Demo Steps (click to show)
  1. Create a new project:
mkdir sheetjs-tfjs-csv
cd sheetjs-tfjs-csv
npm init -y
  1. Download SheetJSTF.js:
curl -LO https://docs.sheetjs.com/tfjs/SheetJSTF.js
  1. Install SheetJS and TF.js dependencies:
npm i --save https://cdn.sheetjs.com/xlsx-0.20.3/xlsx-0.20.3.tgz @tensorflow/tfjs @tensorflow/tfjs-node
  1. Run the script:
node SheetJSTF.js

Kaioken Demo​

Kaioken is a popular front-end framework that uses patterns that will be familiar to ReactJS developers.

The SheetJS team strongly recommends using Kaioken in projects using TF.js.

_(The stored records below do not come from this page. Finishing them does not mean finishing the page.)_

//! Transport seam — trait over the wireless link, plus a mock for tests.
//!
//! The session talks to the light exclusively through [`LightTransport`] and
//! [`LightLink`]; the btleplug backend lives in [`crate::ble`]. The `alive`
//! flag handed to `connect` is the unexpected-disconnect notification
//! channel: the transport clears it (one-way) when the link drops outside
//! the caller's control flow, and the session observes it on its next
//! operation.

use std::fmt;
use std::sync::Arc;
use std::sync::atomic::AtomicBool;

use async_trait::async_trait;

// ── Error type ──

/// Transport-level errors. All recoverable; the session retries next cycle.
///
/// String payloads follow the convention **"context: details"** where
/// *context* identifies the operation or step (e.g. `"BLE manager"`,
/// `"discover services"`).
#[derive(Debug)]
pub enum TransportError {
    /// Operation requires a connected link.
    NotConnected,
    /// No device with the given address was seen within the scan window.
    DeviceNotFound(String),
    ConnectFailed(String),
    WriteFailed(String),
    DisconnectFailed(String),
}

impl fmt::Display for TransportError {
    fn fmt(&self, f: &mut fmt::Formatter<'_>) -> fmt::Result {
        match self {
            TransportError::NotConnected => write!(f, "Not connected"),
            TransportError::DeviceNotFound(addr) => {
                write!(f, "Light {addr} not found during scan")
            }
            TransportError::ConnectFailed(e) => write!(f, "Failed to connect: {e}"),
            TransportError::WriteFailed(e) => write!(f, "Write failed: {e}"),
            TransportError::DisconnectFailed(e) => write!(f, "Disconnect failed: {e}"),
        }
    }
}

impl std::error::Error for TransportError {}

pub type Result<T> = std::result::Result<T, TransportError>;

// ── Traits ──

/// A connected link to the light, valid until disconnected or dropped.
#[async_trait]
pub trait LightLink: Send + Sync {
    /// Write one frame, fire-and-forget (no acknowledgment wait).
    async fn write(&self, bytes: &[u8]) -> Result<()>;

    /// Close the link. The link must not be used afterwards.
    async fn disconnect(&self) -> Result<()>;
}

impl fmt::Debug for dyn LightLink {
    fn fmt(&self, f: &mut fmt::Formatter<'_>) -> fmt::Result {
        f.write_str("LightLink")
    }
}

/// Factory for [`LightLink`]s.
#[async_trait]
pub trait LightTransport: Send + Sync {
    /// Connect to the light at `address`.
    ///
    /// `alive` starts true and is cleared by the transport if the link later
    /// drops unexpectedly; it is never set back to true.
    async fn connect(&self, address: &str, alive: Arc<AtomicBool>) -> Result<Box<dyn LightLink>>;
}

// ── Mock transport for testing ──

/// In-memory mock transport for unit and integration tests.
///
/// Always compiled (zero runtime cost), hidden from public docs.
#[doc(hidden)]
pub mod mock {
    use super::*;
    use std::sync::Mutex;
    use std::sync::atomic::{AtomicUsize, Ordering};

    #[derive(Default)]
    struct MockState {
        /// Every frame written through any link, in order.
        writes: Mutex<Vec<Vec<u8>>>,
        connect_attempts: AtomicUsize,
        fail_connect: AtomicBool,
        fail_write: AtomicBool,
        kill_on_connect: AtomicBool,
        /// Alive flag of the most recent connect, so tests can drop the link.
        alive: Mutex<Option<Arc<AtomicBool>>>,
    }

    /// Records writes and connect attempts; failures are injectable.
    /// Clones share state, so tests keep one clone for inspection and hand
    /// the other to the session.
    #[derive(Clone, Default)]
    pub struct MockTransport {
        inner: Arc<MockState>,
    }

    impl MockTransport {
        pub fn new() -> Self {
            Self::default()
        }

        pub fn writes(&self) -> Vec<Vec<u8>> {
            self.inner.writes.lock().unwrap().clone()
        }

        pub fn write_count(&self) -> usize {
            self.inner.writes.lock().unwrap().len()
        }

        pub fn connect_attempts(&self) -> usize {
            self.inner.connect_attempts.load(Ordering::SeqCst)
        }

        pub fn set_fail_connect(&self, fail: bool) {
            self.inner.fail_connect.store(fail, Ordering::SeqCst);
        }

        pub fn set_fail_write(&self, fail: bool) {
            self.inner.fail_write.store(fail, Ordering::SeqCst);
        }

        /// Make the next connect succeed but hand back a link whose alive
        /// flag is already cleared, as when the device drops during setup.
        pub fn set_kill_on_connect(&self, kill: bool) {
            self.inner.kill_on_connect.store(kill, Ordering::SeqCst);
        }

        /// Simulate the link dropping outside the caller's control flow,
        /// as the transport's disconnect notification would.
        pub fn kill_link(&self) {
            if let Some(alive) = self.inner.alive.lock().unwrap().as_ref() {
                alive.store(false, Ordering::SeqCst);
            }
        }
    }

    struct MockLink {
        state: Arc<MockState>,
    }

    #[async_trait]
    impl LightTransport for MockTransport {
        async fn connect(
            &self,
            _address: &str,
            alive: Arc<AtomicBool>,
        ) -> Result<Box<dyn LightLink>> {
            self.inner.connect_attempts.fetch_add(1, Ordering::SeqCst);
            if self.inner.fail_connect.load(Ordering::SeqCst) {
                return Err(TransportError::ConnectFailed(
                    "mock: connect failure injected".into(),
                ));
            }
            if self.inner.kill_on_connect.load(Ordering::SeqCst) {
                alive.store(false, Ordering::SeqCst);
            }
            *self.inner.alive.lock().unwrap() = Some(alive);
            Ok(Box::new(MockLink {
                state: self.inner.clone(),
            }))
        }
    }

    #[async_trait]
    impl LightLink for MockLink {
        async fn write(&self, bytes: &[u8]) -> Result<()> {
            if self.state.fail_write.load(Ordering::SeqCst) {
                return Err(TransportError::WriteFailed(
                    "mock: write failure injected".into(),
                ));
            }
            self.state.writes.lock().unwrap().push(bytes.to_vec());
            Ok(())
        }

        async fn disconnect(&self) -> Result<()> {
            Ok(())
        }
    }
}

Demo Steps (click to show)
  1. Create a new site.
npm create vite sheetjs-tfjs-kaioken -- --template vanilla-ts
cd sheetjs-tfjs-kaioken
npm add --save kaioken
npm add --save vite-plugin-kaioken -D
  1. Create a new file vite.config.ts with the following content:
vite.config.ts (create new file)
import { defineConfig } from "vite"
import kaioken from "vite-plugin-kaioken"

export default defineConfig({
plugins: [kaioken()],
})
  1. Edit tsconfig.json and add "jsx": "preserve" within compilerOptions:
tsconfig.json (add highlighted line)
{
"compilerOptions": {
"jsx": "preserve",
  1. Replace src/main.ts with the following codeblock:
src/main.ts
import { mount } from "kaioken";
import App from "./SheetJSTF";

const root = document.getElementById("app");
mount(App, root!);
  1. Download SheetJSTF.tsx to the src directory:
curl -L -o src/SheetJSTF.tsx https://docs.sheetjs.com/tfjs/SheetJSTF.tsx
  1. Install SheetJS and TF.js dependencies:
npm i --save https://cdn.sheetjs.com/xlsx-0.20.3/xlsx-0.20.3.tgz @tensorflow/tfjs
  1. Start the development server:
npm run dev

The process will display a URL:

  ➜  Local:   http://localhost:5173/

Open the displayed URL (http://localhost:5173/ in this example) with a web browser. Click the "Click to Run" button to see the results.

JS Array Interchange​

The official Linear Regression tutorial loads data from a JSON file:

[
{
"Name": "chevrolet chevelle malibu",
"Miles_per_Gallon": 18,
"Cylinders": 8,
"Displacement": 307,
"Horsepower": 130,
"Weight_in_lbs": 3504,
"Acceleration": 12,
"Year": "1970-01-01",
"Origin": "USA"
},
// ...
]

In real use cases, data is stored in spreadsheets

cd.xls screenshot

Following the tutorial, the data fetching method can be adapted to handle arrays of objects, such as those generated by the SheetJS sheet_to_json method9.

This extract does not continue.